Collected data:
//! Title normalization and year extraction.
//!
//! Neither Scholar nor ORCID exposes an identifier the other knows about, so
//! publications are joined on a normalized title. The rules here are the
//! whole definition of "same publication".

use once_cell::sync::Lazy;
use regex::Regex;

static HTML_TAG: Lazy<Regex> = Lazy::new(|| Regex::new(r"<[^>]+>").expect("valid tag regex"));

static WHITESPACE: Lazy<Regex> = Lazy::new(|| Regex::new(r"\s+").expect("valid whitespace regex"));

static YEAR: Lazy<Regex> =
    Lazy::new(|| Regex::new(r"\b(?:19|20)\d{2}\b").expect("valid year regex"));

/// Punctuation removed from titles before comparison.
const STRIPPED_PUNCTUATION: &[char] = &[
    '.', ',', '/', '#', '!', '$', '%', '^', '&', '*', ';', ':', '{', '}', '=', '-', '_', '`', '~',
    '(', ')',
];

/// Canonical join key for a publication title.
///
/// Strips HTML tags, lower-cases, removes [`STRIPPED_PUNCTUATION`], collapses
/// whitespace runs to a single space and trims. Total over all input.
pub fn normalize_title(title: &str) -> String {
    if title.is_empty() {
        return String::new();
    }

    let untagged = strip_html_tags(title);
    let lowered: String = untagged
        .to_lowercase()
        .chars()
        .filter(|c| !STRIPPED_PUNCTUATION.contains(c))
        .collect();

    WHITESPACE.replace_all(&lowered, " ").trim().to_string()
}

/// Remove anything that looks like an HTML tag.
pub fn strip_html_tags(text: &str) -> String {
    HTML_TAG.replace_all(text, "").into_owned()
}

/// Last 19xx/20xx year mentioned in free text, e.g. `"Crop Science, 2021"`.
pub fn extract_year(text: &str) -> Option<i32> {
    YEAR.find_iter(text)
        .last()
        .and_then(|m| m.as_str().parse().ok())
}

#[cfg(test)]
mod tests {
    use super::*;

    #[test]
    fn test_normalize_basic() {
        assert_eq!(normalize_title("Deep Learning, 2020!"), "deep learning 2020");
        assert_eq!(
            normalize_title("Deep Learning, 2020!"),
            normalize_title("deep learning 2020")
        );
    }

    #[test]
    fn test_normalize_empty() {
        assert_eq!(normalize_title(""), "");
        assert_eq!(normalize_title("   "), "");
        assert_eq!(normalize_title("<b></b>"), "");
    }

    #[test]
    fn test_normalize_strips_tags_and_collapses() {
        assert_eq!(
            normalize_title("  <i>Genomic</i>   selection:\tan  (overview) "),
            "genomic selection an overview"
        );
    }

    #[test]
    fn test_normalize_keeps_other_symbols() {
        // Only the fixed set is stripped; question marks and quotes survive.
        assert_eq!(normalize_title("Why? 'Maize'"), "why? 'maize'");
        assert_ne!(normalize_title("Maize yield"), normalize_title("Maize yields"));
    }

    #[test]
    fn test_normalize_idempotent() {
        let samples = [
            "Deep Learning, 2020!",
            "<<a>b> c",
            "a<b(>c",
            "  Multi   Space\n\nTitle ",
            "Ünïcödé – Títle (2019)",
            "x - y _ z",
            "<>",
            "",
        ];
        for s in samples {
            let once = normalize_title(s);
            assert_eq!(normalize_title(&once), once, "not idempotent for {s:?}");
        }
    }

    #[test]
    fn test_extract_year_prefers_last() {
        assert_eq!(extract_year("Crop Science 1998, 2021"), Some(2021));
        assert_eq!(extract_year("Plants, 2019"), Some(2019));
        assert_eq!(extract_year("2020"), Some(2020));
    }

    #[test]
    fn test_extract_year_rejects_non_years() {
        assert_eq!(extract_year(""), None);
        assert_eq!(extract_year("Volume 1850, pages 12345"), None);
        assert_eq!(extract_year("id 120201"), None);
    }
}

DIRECTIONS: From the opening line of the data above through the line holding "tags, lower-cases, removes", give every line again exactly as it stands.

EXERCISE ANSWER:
//! Title normalization and year extraction.
//!
//! Neither Scholar nor ORCID exposes an identifier the other knows about, so
//! publications are joined on a normalized title. The rules here are the
//! whole definition of "same publication".

use once_cell::sync::Lazy;
use regex::Regex;

static HTML_TAG: Lazy<Regex> = Lazy::new(|| Regex::new(r"<[^>]+>").expect("valid tag regex"));

static WHITESPACE: Lazy<Regex> = Lazy::new(|| Regex::new(r"\s+").expect("valid whitespace regex"));

static YEAR: Lazy<Regex> =
    Lazy::new(|| Regex::new(r"\b(?:19|20)\d{2}\b").expect("valid year regex"));

/// Punctuation removed from titles before comparison.
const STRIPPED_PUNCTUATION: &[char] = &[
    '.', ',', '/', '#', '!', '$', '%', '^', '&', '*', ';', ':', '{', '}', '=', '-', '_', '`', '~',
    '(', ')',
];

/// Canonical join key for a publication title.
///
/// Strips HTML tags, lower-cases, removes [`STRIPPED_PUNCTUATION`], collapses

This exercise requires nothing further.